Addresses are only identical, if they share the same first element.

In [5]:
aid(x), aid(x[:2])
Out[5]:
(2065100659856, 2065100659856)

As we are more interested in whether two objects come from the same memory block address instead whether they start at the same offset, we define two other functions.

In [6]:
def get_data_base(x):
    base = x
    while isinstance(base.base, np.ndarray):
        base = base.base
    return base

def arrays_share_data(x, y):
    return get_data_base(x) is get_data_base(y)

Just a quick test.

In [7]:
arrays_share_data(x, x.copy())
Out[7]:
False
In [8]:
arrays_share_data(x, x[1:])
Out[8]:
True

View vs. Copy

Let us start examining when a copy or a view is returned.

In-place operations

In [9]:
x = np.arange(16).reshape(4, 4)
In [10]:
x_base = get_data_base(x)
In [11]:
x *= 2
In [12]:
get_data_base(x) is x_base
Out[12]:
True
In [13]:
a = x * 2
In [14]:
arrays_share_data(x, a)
Out[14]:
False

Matrix multiplication

In [15]:
x = np.arange(16).reshape(4, 4)

x_base = get_data_base(x)
In [16]:
x = x.dot(np.eye(4))
In [17]:
get_data_base(x) is x_base
Out[17]:
False

Indexing

In [18]:
arrays_share_data(x, x[0])
Out[18]:
True
In [19]:
arrays_share_data(x, x[0, 0])
Out[19]:
False
In [20]:
arrays_share_data(x, x[:1, :1])
Out[20]:
True
In [21]:
arrays_share_data(x, x[0][0])
Out[21]:
False

This is a little bit mind-boggling, right? There is no problem with the first case as you probably expected that the two array share the same base. The other three cases all index the same element of the matrix, but in two of the cases a copy is returned. Why is that? The reason is that there are two kinds of indexing. The first group of indexing comprises simple indices, x[0], slices, x[:2] and boolean masks, x[x > 0]. These methods all return a view and not a copy. The second group is called fancy indexing and basically means that we use arrays of indices to access multiple values at once. The simplest way of fancy indexing is using lists of indices.

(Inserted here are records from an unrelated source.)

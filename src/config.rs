//! Configuration loader and validator for the campaign dispatcher.
use serde::{Deserialize, Serialize};
use std::fs;
use std::path::Path;
use std::time::Duration;
use thiserror::Error;

#[derive(Debug, Error)]
pub enum ConfigError {
    #[error("I/O error: {0}")]
    Io(#[from] std::io::Error),
    #[error("YAML parse error: {0}")]
    Parse(#[from] serde_yaml::Error),
    #[error("Invalid configuration: {0}")]
    Invalid(&'static str),
}

/// Root configuration struct mirroring the YAML schema exactly.
#[derive(Debug, Clone, Serialize, Deserialize, PartialEq, Eq)]
pub struct Config {
    pub app: App,
    pub email: Email,
    #[serde(default)]
    pub dispatch: Dispatch,
}

/// App-level settings.
#[derive(Debug, Clone, Serialize, Deserialize, PartialEq, Eq)]
pub struct App {
    pub data_dir: String,
    pub listen_addr: String,
    /// Period of the in-process trigger. Zero leaves triggering to an external cron.
    #[serde(default)]
    pub tick_interval_secs: u64,
    /// Offset applied to UTC before evaluating campaign send windows.
    #[serde(default)]
    pub utc_offset_minutes: i32,
}

/// Email provider settings (Resend-compatible HTTP API).
#[derive(Debug, Clone, Serialize, Deserialize, PartialEq, Eq)]
pub struct Email {
    pub api_key: String,
    pub base_url: String,
    pub from: String,
    pub reply_to: String,
    #[serde(default = "default_timeout_secs")]
    pub timeout_secs: u64,
}

/// Per-run dispatch policy.
#[derive(Debug, Clone, Serialize, Deserialize, PartialEq, Eq)]
pub struct Dispatch {
    #[serde(default = "default_send_delay_ms")]
    pub send_delay_ms: u64,
    #[serde(default = "default_cooldown_days")]
    pub cooldown_days: i64,
    #[serde(default = "default_lease_seconds")]
    pub lease_seconds: i64,
}

fn default_timeout_secs() -> u64 {
    30
}

fn default_send_delay_ms() -> u64 {
    600
}

fn default_cooldown_days() -> i64 {
    7
}

fn default_lease_seconds() -> i64 {
    300
}

impl Default for Dispatch {
    fn default() -> Self {
        Self {
            send_delay_ms: default_send_delay_ms(),
            cooldown_days: default_cooldown_days(),
            lease_seconds: default_lease_seconds(),
        }
    }
}

impl App {
    /// Ensure required directories exist (creates `data_dir` if missing).
    pub fn ensure_dirs(&self) -> Result<(), std::io::Error> {
        if self.data_dir.trim().is_empty() {
            return Ok(());
        }
        fs::create_dir_all(&self.data_dir)
    }

    /// Database URL, honoring `DATABASE_URL` when set.
    pub fn database_url(&self) -> String {
        std::env::var("DATABASE_URL")
            .unwrap_or_else(|_| format!("sqlite://{}/outreach.db", self.data_dir))
    }
}

impl Config {
    pub fn ensure_dirs(&self) -> Result<(), std::io::Error> {
        self.app.ensure_dirs()
    }

    pub fn database_url(&self) -> String {
        self.app.database_url()
    }

    pub fn tick_interval(&self) -> Option<Duration> {
        (self.app.tick_interval_secs > 0).then(|| Duration::from_secs(self.app.tick_interval_secs))
    }
}

/// The `app` section alone; other sections are ignored.
#[derive(Deserialize)]
struct AppOnly {
    app: App,
}

/// Load configuration from a YAML file and validate it.
/// - If `path` is None, uses `config.yaml` in the current working directory.
/// - `RESEND_API_KEY` overrides `email.api_key`.
pub fn load(path: Option<&Path>) -> Result<Config, ConfigError> {
    let path = path.unwrap_or_else(|| Path::new("config.yaml"));
    let content = fs::read_to_string(path)?;
    let mut cfg: Config = serde_yaml::from_str(&content)?;
    if let Ok(key) = std::env::var("RESEND_API_KEY") {
        if !key.trim().is_empty() {
            cfg.email.api_key = key;
        }
    }
    validate(&cfg)?;
    Ok(cfg)
}

/// Load only the `app` section, for tools that touch the database but never
/// talk to the email provider.
pub fn load_app(path: Option<&Path>) -> Result<App, ConfigError> {
    let path = path.unwrap_or_else(|| Path::new("config.yaml"));
    let content = fs::read_to_string(path)?;
    let AppOnly { app } = serde_yaml::from_str(&content)?;
    validate_app(&app)?;
    Ok(app)
}

fn validate_app(app: &App) -> Result<(), ConfigError> {
    if app.data_dir.trim().is_empty() {
        return Err(ConfigError::Invalid("app.data_dir must be non-empty"));
    }
    // Real-world offsets span -12:00..+14:00.
    if !(-720..=840).contains(&app.utc_offset_minutes) {
        return Err(ConfigError::Invalid("app.utc_offset_minutes out of range"));
    }
    Ok(())
}

/// Validate a configuration instance.
pub fn validate(cfg: &Config) -> Result<(), ConfigError> {
    validate_app(&cfg.app)?;
    if cfg.app.listen_addr.parse::<std::net::SocketAddr>().is_err() {
        return Err(ConfigError::Invalid("app.listen_addr must be a socket address"));
    }

    if cfg.email.api_key.trim().is_empty() {
        return Err(ConfigError::Invalid("email.api_key must be non-empty"));
    }
    if reqwest::Url::parse(&cfg.email.base_url).is_err() {
        return Err(ConfigError::Invalid("email.base_url must be a valid URL"));
    }
    if cfg.email.from.trim().is_empty() {
        return Err(ConfigError::Invalid("email.from must be non-empty"));
    }
    if !cfg.email.reply_to.contains('@') {
        return Err(ConfigError::Invalid("email.reply_to must be an email address"));
    }
    if cfg.email.timeout_secs == 0 {
        return Err(ConfigError::Invalid("email.timeout_secs must be > 0"));
    }

    if cfg.dispatch.cooldown_days < 0 {
        return Err(ConfigError::Invalid("dispatch.cooldown_days must be >= 0"));
    }
    if cfg.dispatch.lease_seconds <= 0 {
        return Err(ConfigError::Invalid("dispatch.lease_seconds must be > 0"));
    }

    Ok(())
}

/// Example YAML printed by `outreach-dispatch example-config`.
pub fn example() -> &'static str {
    r#"app:
  data_dir: "./data"
  listen_addr: "127.0.0.1:8787"
  tick_interval_secs: 0
  utc_offset_minutes: 0

email:
  api_key: "YOUR_RESEND_API_KEY"
  base_url: "https://api.resend.com/"
  from: "Exit School <outreach@example.com>"
  reply_to: "team@example.com"
  timeout_secs: 30

dispatch:
  send_delay_ms: 600
  cooldown_days: 7
  lease_seconds: 300
"#
}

In the following example, a has just a different ordering of rows than x.

In [22]:
x = np.arange(16).reshape(4, 4)
In [23]:
x_base = get_data_base(x)
In [24]:
a = x[[0, 2, 1, 3]]
In [25]:
a
Out[25]:
array([[ 0,  1,  2,  3],
       [ 8,  9, 10, 11],
       [ 4,  5,  6,  7],
       [12, 13, 14, 15]])
In [26]:
arrays_share_data(x, a)
Out[26]:
False

We can also combine fancy indexing with other indexing schemes, but the return value is always a copy.

In [27]:
a = x[1, [1, 2]]
In [28]:
a
Out[28]:
array([5, 6])
In [29]:
arrays_share_data(x, a)
Out[29]:
False

So every form of fancy indexing returns a copy. What about the following case?

In [30]:
a = x[(1,)]

What do you expect?

In [31]:
arrays_share_data(x, a)
Out[31]:
True

And, this one?

In [32]:
x = np.arange(16).reshape(4, 4, -1)
In [33]:
a = x[(1, 2)]
In [34]:
arrays_share_data(x, a)
Out[34]:
True

I was a little bit puzzled by this one at first as I thought it is the same as the following.

In [35]:
a
Out[35]:
array([6])
In [36]:
b = x[[1, 2]]
In [37]:
b
Out[37]:
array([[[ 4],
        [ 5],
        [ 6],
        [ 7]],

       [[ 8],
        [ 9],
        [10],
        [11]]])
In [38]:
arrays_share_data(x, b)
Out[38]:
False

The reason is that ellipses are simply ommitted and if the resulting index is not fancy the return value is a view.